Ele queria uma princesa

e encontrou uma rã.

Ele queria dar um anel a uma moça,

deu foi uma adaga ao vilão.

Ele queria pescar uma truta para o jantar

e acabou comendo as minhocas da isca.

Ele queria ser amado,

e o foi verdadeiramente.

A rã aguardou sua transformação,

mas como lagarta ao casulo voltou.



segunda-feira, 10 de setembro de 2007

Assim, de vez em quando...




Acordo com uma vontade imensa de roubar todos os sentimentos do mundo; de todas as pessoas e jogá-los em um saquinho só meu. Nele, o qual denominaria meu “saquinho egoísta” estariam todos os desejos, os medos, os ódios, os amores, as lembranças de todos no mundo. A humanidade por sua vez, não sentiria muita falta dos seus próprios sentimentos. (Talvez das lembranças). E logo recomeçaria a encher o próprio estoque, ou os próprios saquinhos.


Pois então, viveriam suas vidas e acumulariam tudo de novo. Mas, eu, ah! Eu sim teria por um momento todo o sentimento do mundo inteiro. Parafraseando Drummond, eu guardaria ainda que só para mim (não correria o risco de dar idéias aos outros) tudo o que foi sentido por todo mundo em determinado instante.


Levaria comigo (e colocaria no saco) só as lembranças menos queridas, aquelas por vezes deixadas de lado no meio das sinapses que vão e vêm. Levaria um cheiro, deixado por sua pequenez; um beijo, deixado pelo pequeno asco que ele causava; um pêlo – afinal, ninguém quer lembranças de pêlos. Levaria um doce comido pela metade e que ficou grudado embaixo da cadeira de balanço. Roubaria um pedaço de algodão ou de gaze que estancou um corte com a faca proibida da mãe. Pegaria só uma tampa de bic, mordida em dia de tensão porque ele não ligou.

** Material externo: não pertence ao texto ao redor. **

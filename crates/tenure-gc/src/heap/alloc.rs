//! Region allocation under the heap lock.
//!
//! Every request names its kind (LAB refill or shared), the generation it
//! targets and a minimum and desired size. LAB refills may be satisfied
//! with anything between the two; shared requests get exactly what they
//! ask for.

use crate::card::table::{CARD_SIZE, CARD_SIZE_WORDS};
use crate::heap::free_set::{FreeSet, Partition};
use crate::heap::object::{fill_with_filler, MIN_OBJ_ALIGN_WORDS, WORD_SIZE};
use crate::heap::region::{Affiliation, HeapRegion, RegionState};
use crate::heap::Heap;
use crate::tracing::log_commit_failure;

#[inline]
const fn align_to_card(addr: usize) -> usize {
    (addr + CARD_SIZE - 1) & !(CARD_SIZE - 1)
}

#[inline]
const fn align_words_to_card(words: usize) -> usize {
    (words + CARD_SIZE_WORDS - 1) & !(CARD_SIZE_WORDS - 1)
}

/// What an allocation is for.
#[derive(Debug, Clone, Copy, PartialEq, Eq)]
pub enum AllocKind {
    /// Mutator TLAB refill.
    Tlab,
    /// Young evacuation buffer refill.
    Gclab,
    /// Old evacuation / promotion buffer refill.
    Plab,
    /// Single mutator object outside a TLAB.
    SharedMutator,
    /// Single object copied by the collector outside a LAB.
    SharedGc,
}

/// An allocation request and, once served, its outcome.
#[derive(Debug, Clone, Copy)]
pub struct AllocRequest {
    kind: AllocKind,
    affiliation: Affiliation,
    min_words: usize,
    words: usize,
    actual_words: usize,
    is_promotion: bool,
    promotion_allowed: bool,
}

impl AllocRequest {
    const fn new(kind: AllocKind, affiliation: Affiliation, min_words: usize, words: usize) -> Self {
        Self {
            kind,
            affiliation,
            min_words,
            words,
            actual_words: 0,
            is_promotion: false,
            promotion_allowed: false,
        }
    }

    /// TLAB refill of at least `min_words`, preferably `words`.
    #[must_use]
    pub const fn tlab(min_words: usize, words: usize) -> Self {
        Self::new(AllocKind::Tlab, Affiliation::Young, min_words, words)
    }

    /// GCLAB refill.
    #[must_use]
    pub const fn gclab(min_words: usize, words: usize) -> Self {
        Self::new(AllocKind::Gclab, Affiliation::Young, min_words, words)
    }

    /// PLAB refill. Both sizes are rounded up to whole cards.
    #[must_use]
    pub const fn plab(min_words: usize, words: usize) -> Self {
        let min_words = align_words_to_card(min_words);
        let words = align_words_to_card(words);
        Self::new(AllocKind::Plab, Affiliation::Old, min_words, words)
    }

    /// Mutator object of `words` words.
    #[must_use]
    pub const fn shared(words: usize) -> Self {
        Self::new(AllocKind::SharedMutator, Affiliation::Young, words, words)
    }

    /// Collector copy of `words` words into `affiliation`.
    #[must_use]
    pub const fn shared_gc(words: usize, affiliation: Affiliation, is_promotion: bool) -> Self {
        let mut req = Self::new(AllocKind::SharedGc, affiliation, words, words);
        req.is_promotion = is_promotion;
        req
    }

    /// Request kind.
    #[must_use]
    pub const fn kind(&self) -> AllocKind {
        self.kind
    }

    /// Target generation.
    #[must_use]
    pub const fn affiliation(&self) -> Affiliation {
        self.affiliation
    }

    /// Desired size in words.
    #[must_use]
    pub const fn words(&self) -> usize {
        self.words
    }

    /// Size actually handed out.
    #[must_use]
    pub const fn actual_words(&self) -> usize {
        self.actual_words
    }

    /// Whether a served PLAB may hold promotions.
    #[must_use]
    pub const fn promotion_allowed(&self) -> bool {
        self.promotion_allowed
    }

    /// Whether the request comes from a mutator.
    #[must_use]
    pub const fn is_mutator(&self) -> bool {
        matches!(self.kind, AllocKind::Tlab | AllocKind::SharedMutator)
    }

    /// Whether the request refills a LAB.
    #[must_use]
    pub const fn is_lab(&self) -> bool {
        matches!(self.kind, AllocKind::Tlab | AllocKind::Gclab | AllocKind::Plab)
    }
}

impl Heap {
    /// Serves `req` under the heap lock. Returns the start address.
    pub(crate) fn allocate_memory(&self, req: &mut AllocRequest) -> Option<usize> {
        let mut free_set = self.heap_lock.lock();
        self.allocate_memory_under_lock(&mut free_set, req)
    }

    pub(crate) fn allocate_memory_under_lock(
        &self,
        free_set: &mut FreeSet,
        req: &mut AllocRequest,
    ) -> Option<usize> {
        if self.config.mode.is_generational()
            && req.is_mutator()
            && req.words * WORD_SIZE >= self.young.adjusted_available()
        {
            return None;
        }

        let mut expended = 0;
        match req.kind {
            AllocKind::Plab => {
                let bytes = req.words * WORD_SIZE;
                if self.budget.try_expend_promoted(bytes) {
                    req.promotion_allowed = true;
                    expended = bytes;
                } else if self.budget.old_evac_reserve() == 0 {
                    return None;
                } else {
                    req.promotion_allowed = false;
                }
            }
            AllocKind::SharedGc if req.is_promotion => {
                let bytes = req.words * WORD_SIZE;
                if !self.budget.try_expend_promoted(bytes) {
                    return None;
                }
                expended = bytes;
            }
            _ => {}
        }

        let result = if req.kind == AllocKind::SharedMutator
            && req.words >= self.layout.humongous_threshold_words
        {
            self.allocate_contiguous(free_set, req)
        } else {
            self.allocate_single(free_set, req)
        };

        let Some(addr) = result else {
            if expended > 0 {
                self.budget.unexpend_promoted(expended);
            }
            return None;
        };
        let actual = req.actual_words * WORD_SIZE;
        if expended > actual {
            self.budget.unexpend_promoted(expended - actual);
        }
        if req.affiliation == Affiliation::Old && !req.is_lab() {
            self.rset.starts().register_object(addr);
        }
        Some(addr)
    }

    fn allocate_single(&self, free_set: &mut FreeSet, req: &mut AllocRequest) -> Option<usize> {
        let order: &[Partition] = match (req.is_mutator(), req.affiliation) {
            (true, _) => &[Partition::Mutator],
            (false, Affiliation::Old) => &[
                Partition::OldCollector,
                Partition::Collector,
                Partition::Mutator,
            ],
            (false, _) => &[Partition::Collector, Partition::Mutator],
        };

        for (step, &partition) in order.iter().enumerate() {
            let candidates: Vec<usize> = if req.is_mutator() {
                free_set.iter(partition).collect()
            } else {
                free_set.iter(partition).rev().collect()
            };
            for index in candidates {
                let region = &self.regions[index];
                let borrowed = step > 0;
                if borrowed && !(region.is_empty() && !region.is_affiliated()) {
                    continue;
                }
                if let Some(addr) = self.try_allocate_in(free_set, region, req) {
                    if borrowed && free_set.partition(index) != Partition::NotFree {
                        free_set.set_partition(index, order[0]);
                    }
                    return Some(addr);
                }
            }
        }
        None
    }

    fn try_allocate_in(
        &self,
        free_set: &mut FreeSet,
        region: &HeapRegion,
        req: &mut AllocRequest,
    ) -> Option<usize> {
        if region.is_affiliated() {
            if region.affiliation() != req.affiliation || !region.is_regular() {
                return None;
            }
        } else {
            if !region.is_empty() {
                return None;
            }
            if req.is_mutator()
                && self.config.mode.is_generational()
                && self.young.affiliated_regions() >= self.max_regions(&self.young)
            {
                return None;
            }
            if let Err(err) = self.commit_region(region) {
                log_commit_failure(region.index(), &err);
                return None;
            }
            region.set_state(RegionState::Regular);
            region.set_affiliation(req.affiliation);
            self.generation_for(req.affiliation).increment_affiliated_regions();
            self.global.increment_affiliated_regions();
        }

        let words = if req.kind == AllocKind::Plab {
            let pad = (align_to_card(region.top()) - region.top()) / WORD_SIZE;
            let room = (region.free() / WORD_SIZE).saturating_sub(pad);
            let fit = room.min(req.words) & !(CARD_SIZE_WORDS - 1);
            if fit < req.min_words {
                return None;
            }
            if pad > 0 {
                self.pad_to_card(region, pad)?;
            }
            fit
        } else if req.is_lab() {
            let fit = (region.free() / WORD_SIZE).min(req.words) & !(MIN_OBJ_ALIGN_WORDS - 1);
            if fit < req.min_words {
                return None;
            }
            fit
        } else {
            req.words
        };
        let addr = region.allocate(words)?;
        req.actual_words = words;
        self.increase_used(req.affiliation, words * WORD_SIZE);

        if region.free() < self.config.min_lab_words * WORD_SIZE {
            free_set.set_partition(region.index(), Partition::NotFree);
        }
        if req.is_mutator() {
            self.set_peek_free(region.free());
        }
        Some(addr)
    }

    /// Plugs `pad` words below the next card boundary with a registered
    /// filler. PLABs start on a card boundary so workers registering
    /// objects in a PLAB never share a start-table entry with another
    /// allocator.
    fn pad_to_card(&self, region: &HeapRegion, pad: usize) -> Option<()> {
        let filler = region.allocate(pad)?;
        // SAFETY: `filler` was just bumped out of a committed region under
        // the heap lock and `pad` is a multiple of the object alignment.
        unsafe { fill_with_filler(filler, pad) };
        self.rset.starts().register_object(filler);
        self.increase_used(region.affiliation(), pad * WORD_SIZE);
        Some(())
    }

    /// Claims a run of empty mutator regions for one humongous object.
    fn allocate_contiguous(&self, free_set: &mut FreeSet, req: &mut AllocRequest) -> Option<usize> {
        let needed = self.layout.regions_for_words(req.words);
        if needed > self.regions.len() {
            return None;
        }
        if self.config.mode.is_generational()
            && self.young.affiliated_regions() + needed > self.max_regions(&self.young)
        {
            return None;
        }

        let usable = |i: usize| {
            let r = &self.regions[i];
            free_set.partition(i) == Partition::Mutator && r.is_empty() && !r.is_affiliated()
        };
        let mut start = 0;
        let mut found = None;
        while start + needed <= self.regions.len() {
            match (start..start + needed).rev().find(|&i| !usable(i)) {
                Some(blocked) => start = blocked + 1,
                None => {
                    found = Some(start);
                    break;
                }
            }
        }
        let start = found?;

        for index in start..start + needed {
            if let Err(err) = self.commit_region(&self.regions[index]) {
                log_commit_failure(index, &err);
                return None;
            }
        }

        let mut remaining = req.words * WORD_SIZE;
        for (n, index) in (start..start + needed).enumerate() {
            let region = &self.regions[index];
            region.set_state(if n == 0 {
                RegionState::HumongousStart
            } else {
                RegionState::HumongousCont
            });
            region.set_affiliation(Affiliation::Young);
            let here = remaining.min(region.size_bytes());
            region.set_top(region.bottom() + here);
            remaining -= here;
            free_set.set_partition(index, Partition::NotFree);
            self.young.increment_affiliated_regions();
            self.global.increment_affiliated_regions();
        }
        req.actual_words = req.words;
        self.increase_used(Affiliation::Young, req.words * WORD_SIZE);
        Some(self.regions[start].bottom())
    }
}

Pegaria tudo, assim, de vez em quando. E aí, quando essas memórias e sentimentos se perdessem neles mesmos, roubados pelo próprio tempo eu os devolveria aos lugares de origem. Imaginem o rebuliço que seria reencontrar a tampa da caneta, a gaze e o maldito pentelho.


***


Como a linguagem foi bastante infantil, lembro de um poema (que não é tão infantil), mas que eu recitava muito quando menina:


O MUNDO É GRANDE

Drummond

O mundo é grande e cabe
nesta janela sobre o mar.
O mar é grande e cabe
na cama e no colchão de amar.
O amor é grande e cabe
no breve espaço de beijar.

quarta-feira, 5 de setembro de 2007

Macbeth, o sono e a maravilha do domínio público

Passeando pelo mundo virtual, encontrei boa parte das peças de Shakespeare disponíveis e gratuitas para download. (www.dominiopublico.gov.br). Decidi então "postar" um dos meus diálogos favoritos da minha peça "shakespeariana" favorita: Lady Macbteh e Macbeth conversam sobre a morte do sono; barulhos e a perseguição de assassinar o "dormir dos justos". Não somos todos assassinos de sono, visitando uns aos outros com nossas adagas entre as mãos e as vendo assim afiadas, mirando a nossa direção.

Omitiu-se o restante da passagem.